The highlight is the walk-in Pollinator Pavillion, an enclosure where visitors can "safely view live pollinators, such as bees, butterflies and flies, up close and in person," the entomologist said.  "Younger guests can practice scientific observation by filling out specially provided data sheets. Some of the species present will include: blue orchard bees, Monarch butterflies, Red Admiral butterflies, and Painted Lady butterflies."

Scampavia points out that the European honey bee "is the first thing many people think of when they hear the word pollinator. But in reality, this species is only one of tens of thousands of pollinator species; there are more than 20,000 species of bee besides the honeybee, for example. We hope that visitors to this exhibit will leave with a greater appreciation of the amazingly diverse animals that pollinate flowers."

Last year scores of enthusiastic visitors packed the Pollinator Pavilion. It proved to be one of the most popular, well-crafted, well-designed Picnic Day displays.

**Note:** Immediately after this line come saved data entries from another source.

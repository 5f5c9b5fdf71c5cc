//! Question Generator — turns resume skills and a target role into a bounded,
//! deduplicated question list.
//!
//! Flow: skills → bank category match → one random template per skill →
//!       cap technical questions → two behavioral questions → dedup → truncate.

use std::collections::HashSet;
use std::sync::Arc;

use tracing::debug;
use uuid::Uuid;

use crate::interview::models::{Complexity, Question, QuestionCategory};
use crate::interview::question_bank::{QuestionBank, ROLE_PLACEHOLDER};
use crate::interview::random::RandomSource;

pub const DEFAULT_MAX_QUESTIONS: usize = 5;
pub const BEHAVIORAL_QUESTION_COUNT: usize = 2;
pub const STAR_KEYWORDS: [&str; 4] = ["situation", "task", "action", "result"];

#[derive(Debug, Clone)]
pub struct QuestionGenerator {
    bank: Arc<QuestionBank>,
    max_questions: usize,
}

impl QuestionGenerator {
    /// `max_questions` is clamped to at least the behavioral question count.
    pub fn new(bank: Arc<QuestionBank>, max_questions: usize) -> Self {
        Self {
            bank,
            max_questions: max_questions.max(BEHAVIORAL_QUESTION_COUNT),
        }
    }

    pub fn max_questions(&self) -> usize {
        self.max_questions
    }

    /// Generates the ordered question list for a new session.
    ///
    /// The job description does not influence selection; it is accepted so the
    /// call mirrors the session inputs and is logged for traceability.
    pub fn generate_questions(
        &self,
        resume_skills: &[String],
        job_description: &str,
        role: &str,
        rng: &mut dyn RandomSource,
    ) -> Vec<Question> {
        let technical_budget = self.max_questions - BEHAVIORAL_QUESTION_COUNT;
        let mut seen: HashSet<String> = HashSet::new();
        let mut questions = Vec::with_capacity(self.max_questions);

        for skill in resume_skills {
            if questions.len() >= technical_budget {
                break;
            }
            let normalized = skill.trim().to_lowercase();
            if normalized.is_empty() {
                continue;
            }
            let Some((category, templates)) = self.bank.match_category(&normalized) else {
                continue;
            };
            let template = &templates[rng.pick(templates.len())];
            if !seen.insert(template.text.clone()) {
                continue;
            }
            questions.push(Question {
                id: Uuid::new_v4(),
                text: template.text.clone(),
                category: QuestionCategory::Technical,
                complexity: template.complexity,
                expected_keywords: vec![
                    category.to_string(),
                    "experience".to_string(),
                    "implementation".to_string(),
                ],
            });
        }

        for text in self.pick_behavioral(role, rng) {
            if !seen.insert(text.clone()) {
                continue;
            }
            questions.push(Question {
                id: Uuid::new_v4(),
                text,
                category: QuestionCategory::Behavioral,
                complexity: Complexity::Medium,
                expected_keywords: STAR_KEYWORDS.iter().map(|k| k.to_string()).collect(),
            });
        }

        questions.truncate(self.max_questions);

        debug!(
            "Generated {} questions for role '{}' ({} skills, jd {} chars)",
            questions.len(),
            role,
            resume_skills.len(),
            job_description.len()
        );

        questions
    }

    /// Draws behavioral questions without replacement from the pool.
    fn pick_behavioral(&self, role: &str, rng: &mut dyn RandomSource) -> Vec<String> {
        let mut pool: Vec<&String> = self.bank.behavioral_pool().iter().collect();
        let mut picked = Vec::with_capacity(BEHAVIORAL_QUESTION_COUNT);
        while picked.len() < BEHAVIORAL_QUESTION_COUNT && !pool.is_empty() {
            let text = pool.remove(rng.pick(pool.len()));
            picked.push(text.replace(ROLE_PLACEHOLDER, role.trim()));
        }
        picked
    }
}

Another eagerly anticipated event awaits Saturday.

And now there's an urgency.

"Many pollinator species are experiencing alarming declines," Scampavia said. "Monarch butterflies, for example, have declined by over 90 percent in the past ten years. To promote awareness of the plight of the Monarch, we have a series of exhibits with live caterpillars, chrysalises, and adults, which also contain important information about this species and what we can do to prevent further losses. There will also be information about ways to enhance outdoor spaces to promote and sustain healthy wild, native pollinators."